My hellspawn Fursona. 



Name: Vlad Droi-Hiem
Age: 2046
Sex: Male
Species: Demon wolf (Greater demon) 
Height: 7 feet tall in "humanoid form"  14 feet in "demon form" 
Weight: Varies.

Appearance:
- Hair and fur: Red long fur,
- Markings: When in demon form black runes are all over hsi body.
- Eye color: Red. 
- Other features: Serpentine tounge, long curled horns, devil like tail. 
*
When "humanoid*" 

long fur, a scar on his cheek and about 7 feet tall, he looks like a normal anthro wolf but with horns and a devil tail with red fur. *

When "Daemonic" *
"canine" legs (didgagrade or whatever)  about 12-14 feet tall with harsh features (alike a werewolf for example) black bone like protrisions out fot he spine and shoulders long fangs and glowing eyes his hands grow claws and the horns become extremely large and the tale longer and whip like. 


Behavior and Personality:
Verry protective and assertive slow to anger but once enraged struggles to stop.  Tends to enjoy extreme  Hedonism. 

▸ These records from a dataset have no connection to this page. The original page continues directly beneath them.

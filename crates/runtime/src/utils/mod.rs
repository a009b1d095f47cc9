//! Small runtime helpers.

mod locks;

pub use locks::UserLocks;
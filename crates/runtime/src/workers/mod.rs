//! Background task groups used by the runtime.
//!
//! Card rendering fans out one task per draw result; the results are joined
//! back in draw order before the sheet is assembled.

mod card_renderer;

pub use card_renderer::CardWorkerPool;
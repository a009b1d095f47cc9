//! Per-user async locks.

use std::collections::HashMap;
use std::sync::{Arc, Mutex, PoisonError};

use tokio::sync::{Mutex as AsyncMutex, OwnedMutexGuard};

/// Serializes batches of the same user while letting different users run
/// concurrently.
///
/// Entries nobody holds or waits on are pruned on the next acquisition.
#[derive(Debug, Default)]
pub struct UserLocks {
    locks: Mutex<HashMap<String, Arc<AsyncMutex<()>>>>,
}

impl UserLocks {
    pub fn new() -> Self {
        Self::default()
    }

    /// Waits for exclusive access to `user_id`'s state.
    pub async fn lock(&self, user_id: &str) -> OwnedMutexGuard<()> {
        let lock = {
            let mut locks = self.locks.lock().unwrap_or_else(PoisonError::into_inner);
            locks.retain(|_, lock| Arc::strong_count(lock) > 1);
            Arc::clone(locks.entry(user_id.to_string()).or_default())
        };
        lock.lock_owned().await
    }

    /// Number of users with a live lock entry.
    #[cfg(test)]
    fn tracked(&self) -> usize {
        self.locks
            .lock()
            .unwrap_or_else(PoisonError::into_inner)
            .len()
    }
}
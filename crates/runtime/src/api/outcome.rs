//! Results returned by [`GachaService`](crate::GachaService).

use gacha_core::{BatchReport, DrawResult};

/// Outcome of a full draw-and-render invocation.
#[derive(Clone, Debug, PartialEq, Eq)]
pub enum GachaOutcome {
    /// Encoded PNG result sheet together with the data it shows.
    Image {
        png: Vec<u8>,
        results: Vec<DrawResult>,
        pity: u32,
    },
    /// No banner is running on the selected server; nothing was drawn.
    NoActiveBanner(String),
    /// Draws were made but there was nothing to render.
    Empty,
}

/// Outcome of drawing without rendering.
#[derive(Clone, Debug, PartialEq, Eq)]
pub enum PullOutcome {
    Drawn(BatchReport),
    NoActiveBanner(String),
}
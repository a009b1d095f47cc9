//! Base rates and rate-up chances per rarity tier.
//!
//! The data service publishes rates as a loosely typed document keyed by the
//! rarity string. [`RateTable`] is the validated form the engine consumes.

use thiserror::Error;

use crate::character::{CharacterId, Rarity};

/// Probability mass of one rarity tier and the characters eligible in it.
#[derive(Clone, Debug, PartialEq)]
pub struct RarityBaseRate {
    pub rarity: Rarity,
    pub chance: f64,
    pub characters: Vec<CharacterId>,
}

/// Probability mass reserved for a banner's pickup characters at one tier.
#[derive(Clone, Copy, Debug, PartialEq)]
pub struct PickupRate {
    pub rarity: Rarity,
    pub chance: f64,
}

#[derive(Debug, Error, PartialEq)]
pub enum RateTableError {
    #[error("missing base rate for rarity {0}")]
    MissingBaseRate(Rarity),

    #[error("invalid chance {chance} for rarity {rarity}")]
    InvalidChance { rarity: Rarity, chance: f64 },
}

/// Validated rate configuration for one banner context.
#[derive(Clone, Debug, PartialEq)]
pub struct RateTable {
    top: RarityBaseRate,
    second: RarityBaseRate,
    bottom: RarityBaseRate,
    pickup_top: PickupRate,
    pickup_second: PickupRate,
}

impl RateTable {
    /// Builds a table from per-tier base rates and rate-up chances.
    ///
    /// `pickup_top` and `pickup_second` are the chances reserved for pickup
    /// characters at rarity 3 and 2.
    pub fn new(
        top: RarityBaseRate,
        second: RarityBaseRate,
        bottom: RarityBaseRate,
        pickup_top: f64,
        pickup_second: f64,
    ) -> Result<Self, RateTableError> {
        for base in [&top, &second, &bottom] {
            check_chance(base.rarity, base.chance)?;
        }
        check_chance(Rarity::Three, pickup_top)?;
        check_chance(Rarity::Two, pickup_second)?;

        Ok(Self {
            top,
            second,
            bottom,
            pickup_top: PickupRate {
                rarity: Rarity::Three,
                chance: pickup_top,
            },
            pickup_second: PickupRate {
                rarity: Rarity::Two,
                chance: pickup_second,
            },
        })
    }

    pub fn base(&self, rarity: Rarity) -> &RarityBaseRate {
        match rarity {
            Rarity::Three => &self.top,
            Rarity::Two => &self.second,
            Rarity::One => &self.bottom,
        }
    }

    /// Rate-up chance for a tier. Rarity 1 never has a rate-up.
    pub fn pickup(&self, rarity: Rarity) -> Option<&PickupRate> {
        match rarity {
            Rarity::Three => Some(&self.pickup_top),
            Rarity::Two => Some(&self.pickup_second),
            Rarity::One => None,
        }
    }
}

fn check_chance(rarity: Rarity, chance: f64) -> Result<(), RateTableError> {
    if chance.is_finite() && chance >= 0.0 {
        Ok(())
    } else {
        Err(RateTableError::InvalidChance { rarity, chance })
    }
}

#[cfg(feature = "serde")]
mod wire {
    use std::collections::BTreeMap;

    use serde::{Deserialize, Serialize};

    use super::{RarityBaseRate, RateTable, RateTableError};
    use crate::character::{CharacterId, Rarity};

    /// Rate config document as published by the data service:
    /// `{ base: { "1": {chance, char}, .. }, up: { "2": {chance}, "3": {chance} } }`.
    #[derive(Clone, Debug, Default, Serialize, Deserialize)]
    pub struct RateConfig {
        pub base: BTreeMap<String, BaseRateEntry>,
        #[serde(default)]
        pub up: BTreeMap<String, PickupRateEntry>,
    }

    #[derive(Clone, Debug, Serialize, Deserialize)]
    pub struct BaseRateEntry {
        pub chance: f64,
        #[serde(rename = "char", default)]
        pub characters: Vec<CharacterId>,
    }

    #[derive(Clone, Debug, Serialize, Deserialize)]
    pub struct PickupRateEntry {
        pub chance: f64,
    }

    impl RateConfig {
        fn base_rate(&self, rarity: Rarity) -> Result<RarityBaseRate, RateTableError> {
            let entry = self
                .base
                .get(&rarity.to_string())
                .ok_or(RateTableError::MissingBaseRate(rarity))?;
            Ok(RarityBaseRate {
                rarity,
                chance: entry.chance,
                characters: entry.characters.clone(),
            })
        }

        fn up_chance(&self, rarity: Rarity) -> f64 {
            self.up
                .get(&rarity.to_string())
                .map(|entry| entry.chance)
                .unwrap_or(0.0)
        }
    }

    impl TryFrom<&RateConfig> for RateTable {
        type Error = RateTableError;

        fn try_from(config: &RateConfig) -> Result<Self, Self::Error> {
            RateTable::new(
                config.base_rate(Rarity::Three)?,
                config.base_rate(Rarity::Two)?,
                config.base_rate(Rarity::One)?,
                config.up_chance(Rarity::Three),
                config.up_chance(Rarity::Two),
            )
        }
    }
}

#[cfg(feature = "serde")]
pub use wire::{BaseRateEntry, PickupRateEntry, RateConfig};

#[cfg(test)]
mod tests {
    use super::*;

    fn base(rarity: Rarity, chance: f64, ids: &[u32]) -> RarityBaseRate {
        RarityBaseRate {
            rarity,
            chance,
            characters: ids.iter().copied().map(CharacterId).collect(),
        }
    }

    #[test]
    fn rejects_negative_chance() {
        let err = RateTable::new(
            base(Rarity::Three, 0.03, &[1]),
            base(Rarity::Two, -0.1, &[2]),
            base(Rarity::One, 0.785, &[3]),
            0.007,
            0.0,
        )
        .unwrap_err();
        assert_eq!(
            err,
            RateTableError::InvalidChance {
                rarity: Rarity::Two,
                chance: -0.1
            }
        );
    }

    #[test]
    fn bottom_tier_has_no_pickup() {
        let table = RateTable::new(
            base(Rarity::Three, 0.03, &[1]),
            base(Rarity::Two, 0.185, &[2]),
            base(Rarity::One, 0.785, &[3]),
            0.007,
            0.03,
        )
        .unwrap();
        assert!(table.pickup(Rarity::One).is_none());
        assert_eq!(table.pickup(Rarity::Two).unwrap().chance, 0.03);
        assert_eq!(table.base(Rarity::One).characters, vec![CharacterId(3)]);
    }

    #[cfg(feature = "serde")]
    #[test]
    fn parses_wire_document() {
        let json = r#"{
            "base": {
                "1": {"chance": 0.785, "char": [10, 11]},
                "2": {"chance": 0.185, "char": [20]},
                "3": {"chance": 0.03, "char": [30, 31]}
            },
            "up": {"3": {"chance": 0.007}}
        }"#;
        let config: RateConfig = serde_json::from_str(json).unwrap();
        let table = RateTable::try_from(&config).unwrap();

        assert_eq!(table.base(Rarity::Three).characters.len(), 2);
        assert_eq!(table.pickup(Rarity::Three).unwrap().chance, 0.007);
        // missing "up.2" means no rate-up at rarity 2
        assert_eq!(table.pickup(Rarity::Two).unwrap().chance, 0.0);
    }

    #[cfg(feature = "serde")]
    #[test]
    fn missing_base_tier_is_an_error() {
        let json = r#"{"base": {"1": {"chance": 1.0, "char": [1]}}}"#;
        let config: RateConfig = serde_json::from_str(json).unwrap();
        assert_eq!(
            RateTable::try_from(&config).unwrap_err(),
            RateTableError::MissingBaseRate(Rarity::Three)
        );
    }
}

Skills: Verry strong and quite seductive, Charismatic and skilled with a  Guitar
Weaknesses: "holy men" of great power. The loss of his Ruby.

Likes: Sex, Heavy metal, booze, War,  mayham and women.
Dislikes: "peace bringers" "law" and prudish twats.

History:
He has existed for eons in one form or another more often then not he is dormant, he has only recently awakened roughly 25 years ago and has been becoming "part of society" more or less to stave curiosity and to find new means of amusement.

He was "Created" when he exchaged his "humanity(?)" for immortality, now he has never ending wishes for lust passion and fury, and has been driven by it more-or-less for his whole existence, He eventually became imprisoned in the lade middle ages by a group of clerics, and has over the eons learned more of how to control his lust and rage then he was let out but an unsuspecting individual and he is free once more. 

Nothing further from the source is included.